YOUR OBJECTIVE =
All entries are to be given again verbatim.

GIVEN DATA =
○ ○ ○ ○ ○

//! Connection-gating trust service.
//!
//! `TrustService` owns the read → evaluate → prompt → write sequence for a
//! connection attempt and serializes it per endpoint key, so two
//! simultaneous first-use connections to the same unseen host cannot both
//! decide "first use" and race to create divergent records. The verifier
//! itself is pure; only this sequence needs the critical section.

use std::sync::Arc;

use dashmap::DashMap;
use identity::{
    IdentityType, ObservedIdentity, PromptReason, RejectReason, Scope, TrustError, TrustPolicy,
    Verdict,
};
use tokio::sync::Mutex;

use crate::prompt::{PromptOutcome, PromptRequest, PromptResponse, TrustPrompt, TrustPrompter};
use crate::store::{TrustRecord, TrustStore};
use crate::verifier;

/// Per-endpoint lock key. Coarser than the record key on purpose: locking
/// per `(host, port, identity type)` also covers a connection-scoped
/// attempt reading a global record.
#[derive(Debug, Clone, PartialEq, Eq, Hash)]
struct EndpointKey {
    host: String,
    port: u16,
    identity_type: IdentityType,
}

/// Gates connection attempts on the trust store and policy.
///
/// One service instance is shared by all connection attempts; prompts for
/// unrelated endpoints proceed independently, while attempts against the
/// same endpoint wait for the pending decision.
pub struct TrustService<P: TrustPrompter> {
    store: Arc<TrustStore>,
    prompter: P,
    locks: DashMap<EndpointKey, Arc<Mutex<()>>>,
}

impl<P: TrustPrompter> TrustService<P> {
    /// Creates a service over the given store and prompter.
    pub fn new(store: Arc<TrustStore>, prompter: P) -> Self {
        Self {
            store,
            prompter,
            locks: DashMap::new(),
        }
    }

    /// The underlying store.
    pub fn store(&self) -> &Arc<TrustStore> {
        &self.store
    }

    /// Verifies an observed identity against the applicable policy and
    /// record, prompting the human when the verdict demands it.
    ///
    /// `Ok(())` means the connection may proceed; the store has been
    /// updated (or refreshed) with the accepted identity. Any `Err` means
    /// the attempt must be aborted, with a typed reason suitable for
    /// user-facing display. The store is never mutated on a reject path.
    pub async fn verify(
        &self,
        observed: &ObservedIdentity,
        policy: TrustPolicy,
        connection_id: Option<&str>,
    ) -> identity::Result<()> {
        let lock = self.endpoint_lock(observed);
        let _guard = lock.lock().await;

        let record = self.store.applicable_record(
            &observed.host,
            observed.port,
            observed.identity_type,
            connection_id,
        );
        let verdict = verifier::evaluate(observed, policy, record.as_ref());

        match verdict {
            Verdict::Accept => {
                self.record_identity(observed, record.as_ref(), connection_id)?;
                tracing::debug!(
                    host = %observed.host,
                    port = observed.port,
                    policy = %policy,
                    "Identity accepted"
                );
                Ok(())
            }

            Verdict::Reject(reason) => {
                let err = match reason {
                    RejectReason::NoPreApprovedIdentity => TrustError::NoPreApprovedIdentity {
                        host: observed.host.clone(),
                        port: observed.port,
                    },
                    RejectReason::IdentityMismatch => TrustError::IdentityMismatch {
                        host: observed.host.clone(),
                        port: observed.port,
                    },
                };
                tracing::warn!(
                    host = %observed.host,
                    port = observed.port,
                    policy = %policy,
                    reason = err.reason_code(),
                    "Identity rejected"
                );
                Err(err)
            }

            Verdict::Prompt { reason, stored } => {
                let request = PromptRequest {
                    reason,
                    received: observed.clone(),
                    stored,
                };

                let mut gate = TrustPrompt::new();
                // A fresh prompt is always idle; a refused transition can
                // only resolve as reject, never as trust.
                let response = match gate.show(request.clone()) {
                    Ok(()) => self.prompter.present(&request).await,
                    Err(_) => PromptResponse::Dismissed,
                };
                let outcome = gate.resolve(response).unwrap_or(PromptOutcome::Rejected);

                match outcome {
                    PromptOutcome::Accepted => {
                        self.record_identity(observed, record.as_ref(), connection_id)?;
                        tracing::info!(
                            host = %observed.host,
                            port = observed.port,
                            reason = %reason,
                            "Identity accepted by user"
                        );
                        Ok(())
                    }
                    PromptOutcome::Rejected => {
                        let err = match (response, reason) {
                            (PromptResponse::Dismissed, _) => TrustError::PromptAbandoned {
                                host: observed.host.clone(),
                                port: observed.port,
                            },
                            (_, PromptReason::Mismatch) => TrustError::IdentityMismatch {
                                host: observed.host.clone(),
                                port: observed.port,
                            },
                            (_, PromptReason::FirstUse) => TrustError::TrustDeclined {
                                host: observed.host.clone(),
                                port: observed.port,
                            },
                        };
                        tracing::warn!(
                            host = %observed.host,
                            port = observed.port,
                            reason = err.reason_code(),
                            "Identity rejected by user"
                        );
                        Err(err)
                    }
                }
            }
        }
    }

    /// Lists the records visible to a connection (management surface).
    pub fn records(&self, connection_id: Option<&str>) -> identity::Result<Vec<TrustRecord>> {
        self.store
            .all_records(connection_id)
            .map_err(persistence_error)
    }

    /// Removes one record (management surface). Removing an absent key is
    /// a no-op.
    pub fn remove(
        &self,
        host: &str,
        port: u16,
        identity_type: IdentityType,
        connection_id: Option<&str>,
    ) -> identity::Result<bool> {
        self.store
            .remove(host, port, identity_type, connection_id)
            .map_err(persistence_error)
    }

    /// Clears all records in a scope (management surface).
    pub fn clear(&self, connection_id: Option<&str>) -> identity::Result<usize> {
        self.store.clear(connection_id).map_err(persistence_error)
    }

    /// Updates a record's display label (management surface).
    pub fn set_nickname(
        &self,
        host: &str,
        port: u16,
        identity_type: IdentityType,
        nickname: Option<&str>,
        connection_id: Option<&str>,
    ) -> identity::Result<bool> {
        self.store
            .set_nickname(host, port, identity_type, nickname, connection_id)
            .map_err(persistence_error)
    }

    /// Writes the accepted identity into the scope it was resolved
    /// against: the applicable record's own scope when one existed, else
    /// the connection scope when a connection id was supplied, else
    /// global.
    fn record_identity(
        &self,
        observed: &ObservedIdentity,
        applicable: Option<&TrustRecord>,
        connection_id: Option<&str>,
    ) -> identity::Result<()> {
        let scope = match applicable {
            Some(record) => record.scope.clone(),
            None => match connection_id {
                Some(id) => Scope::Connection(id.to_string()),
                None => Scope::Global,
            },
        };

        self.store
            .upsert(
                &observed.host,
                observed.port,
                observed.identity_type,
                &observed.fingerprint,
                scope,
            )
            .map(|_| ())
            .map_err(persistence_error)
    }

    fn endpoint_lock(&self, observed: &ObservedIdentity) -> Arc<Mutex<()>> {
        let key = EndpointKey {
            host: observed.host.clone(),
            port: observed.port,
            identity_type: observed.identity_type,
        };
        self.locks
            .entry(key)
            .or_insert_with(|| Arc::new(Mutex::new(())))
            .clone()
    }
}

fn persistence_error(err: anyhow::Error) -> TrustError {
    TrustError::Persistence(format!("{err:#}"))
}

○ ○ ○ ○ ○

EXPECTED OUTPUT =
//! Connection-gating trust service.
//!
//! `TrustService` owns the read → evaluate → prompt → write sequence for a
//! connection attempt and serializes it per endpoint key, so two
//! simultaneous first-use connections to the same unseen host cannot both
//! decide "first use" and race to create divergent records. The verifier
//! itself is pure; only this sequence needs the critical section.

use std::sync::Arc;

use dashmap::DashMap;
use identity::{
    IdentityType, ObservedIdentity, PromptReason, RejectReason, Scope, TrustError, TrustPolicy,
    Verdict,
};
use tokio::sync::Mutex;

use crate::prompt::{PromptOutcome, PromptRequest, PromptResponse, TrustPrompt, TrustPrompter};
use crate::store::{TrustRecord, TrustStore};
use crate::verifier;

/// Per-endpoint lock key. Coarser than the record key on purpose: locking
/// per `(host, port, identity type)` also covers a connection-scoped
/// attempt reading a global record.
#[derive(Debug, Clone, PartialEq, Eq, Hash)]
struct EndpointKey {
    host: String,
    port: u16,
    identity_type: IdentityType,
}

/// Gates connection attempts on the trust store and policy.
///
/// One service instance is shared by all connection attempts; prompts for
/// unrelated endpoints proceed independently, while attempts against the
/// same endpoint wait for the pending decision.
pub struct TrustService<P: TrustPrompter> {
    store: Arc<TrustStore>,
    prompter: P,
    locks: DashMap<EndpointKey, Arc<Mutex<()>>>,
}

impl<P: TrustPrompter> TrustService<P> {
    /// Creates a service over the given store and prompter.
    pub fn new(store: Arc<TrustStore>, prompter: P) -> Self {
        Self {
            store,
            prompter,
            locks: DashMap::new(),
        }
    }

    /// The underlying store.
    pub fn store(&self) -> &Arc<TrustStore> {
        &self.store
    }

    /// Verifies an observed identity against the applicable policy and
    /// record, prompting the human when the verdict demands it.
    ///
    /// `Ok(())` means the connection may proceed; the store has been
    /// updated (or refreshed) with the accepted identity. Any `Err` means
    /// the attempt must be aborted, with a typed reason suitable for
    /// user-facing display. The store is never mutated on a reject path.
    pub async fn verify(
        &self,
        observed: &ObservedIdentity,
        policy: TrustPolicy,
        connection_id: Option<&str>,
    ) -> identity::Result<()> {
        let lock = self.endpoint_lock(observed);
        let _guard = lock.lock().await;

        let record = self.store.applicable_record(
            &observed.host,
            observed.port,
            observed.identity_type,
            connection_id,
        );
        let verdict = verifier::evaluate(observed, policy, record.as_ref());

        match verdict {
            Verdict::Accept => {
                self.record_identity(observed, record.as_ref(), connection_id)?;
                tracing::debug!(
                    host = %observed.host,
                    port = observed.port,
                    policy = %policy,
                    "Identity accepted"
                );
                Ok(())
            }

            Verdict::Reject(reason) => {
                let err = match reason {
                    RejectReason::NoPreApprovedIdentity => TrustError::NoPreApprovedIdentity {
                        host: observed.host.clone(),
                        port: observed.port,
                    },
                    RejectReason::IdentityMismatch => TrustError::IdentityMismatch {
                        host: observed.host.clone(),
                        port: observed.port,
                    },
                };
                tracing::warn!(
                    host = %observed.host,
                    port = observed.port,
                    policy = %policy,
                    reason = err.reason_code(),
                    "Identity rejected"
                );
                Err(err)
            }

            Verdict::Prompt { reason, stored } => {
                let request = PromptRequest {
                    reason,
                    received: observed.clone(),
                    stored,
                };

                let mut gate = TrustPrompt::new();
                // A fresh prompt is always idle; a refused transition can
                // only resolve as reject, never as trust.
                let response = match gate.show(request.clone()) {
                    Ok(()) => self.prompter.present(&request).await,
                    Err(_) => PromptResponse::Dismissed,
                };
                let outcome = gate.resolve(response).unwrap_or(PromptOutcome::Rejected);

                match outcome {
                    PromptOutcome::Accepted => {
                        self.record_identity(observed, record.as_ref(), connection_id)?;
                        tracing::info!(
                            host = %observed.host,
                            port = observed.port,
                            reason = %reason,
                            "Identity accepted by user"
                        );
                        Ok(())
                    }
                    PromptOutcome::Rejected => {
                        let err = match (response, reason) {
                            (PromptResponse::Dismissed, _) => TrustError::PromptAbandoned {
                                host: observed.host.clone(),
                                port: observed.port,
                            },
                            (_, PromptReason::Mismatch) => TrustError::IdentityMismatch {
                                host: observed.host.clone(),
                                port: observed.port,
                            },
                            (_, PromptReason::FirstUse) => TrustError::TrustDeclined {
                                host: observed.host.clone(),
                                port: observed.port,
                            },
                        };
                        tracing::warn!(
                            host = %observed.host,
                            port = observed.port,
                            reason = err.reason_code(),
                            "Identity rejected by user"
                        );
                        Err(err)
                    }
                }
            }
        }
    }

    /// Lists the records visible to a connection (management surface).
    pub fn records(&self, connection_id: Option<&str>) -> identity::Result<Vec<TrustRecord>> {
        self.store
            .all_records(connection_id)
            .map_err(persistence_error)
    }

    /// Removes one record (management surface). Removing an absent key is
    /// a no-op.
    pub fn remove(
        &self,
        host: &str,
        port: u16,
        identity_type: IdentityType,
        connection_id: Option<&str>,
    ) -> identity::Result<bool> {
        self.store
            .remove(host, port, identity_type, connection_id)
            .map_err(persistence_error)
    }

    /// Clears all records in a scope (management surface).
    pub fn clear(&self, connection_id: Option<&str>) -> identity::Result<usize> {
        self.store.clear(connection_id).map_err(persistence_error)
    }

    /// Updates a record's display label (management surface).
    pub fn set_nickname(
        &self,
        host: &str,
        port: u16,
        identity_type: IdentityType,
        nickname: Option<&str>,
        connection_id: Option<&str>,
    ) -> identity::Result<bool> {
        self.store
            .set_nickname(host, port, identity_type, nickname, connection_id)
            .map_err(persistence_error)
    }

    /// Writes the accepted identity into the scope it was resolved
    /// against: the applicable record's own scope when one existed, else
    /// the connection scope when a connection id was supplied, else
    /// global.
    fn record_identity(
        &self,
        observed: &ObservedIdentity,
        applicable: Option<&TrustRecord>,
        connection_id: Option<&str>,
    ) -> identity::Result<()> {
        let scope = match applicable {
            Some(record) => record.scope.clone(),
            None => match connection_id {
                Some(id) => Scope::Connection(id.to_string()),
                None => Scope::Global,
            },
        };

        self.store
            .upsert(
                &observed.host,
                observed.port,
                observed.identity_type,
                &observed.fingerprint,
                scope,
            )
            .map(|_| ())
            .map_err(persistence_error)
    }

    fn endpoint_lock(&self, observed: &ObservedIdentity) -> Arc<Mutex<()>> {
        let key = EndpointKey {
            host: observed.host.clone(),
            port: observed.port,
            identity_type: observed.identity_type,
        };
        self.locks
            .entry(key)
            .or_insert_with(|| Arc::new(Mutex::new(())))
            .clone()
    }
}

fn persistence_error(err: anyhow::Error) -> TrustError {
    TrustError::Persistence(format!("{err:#}"))
}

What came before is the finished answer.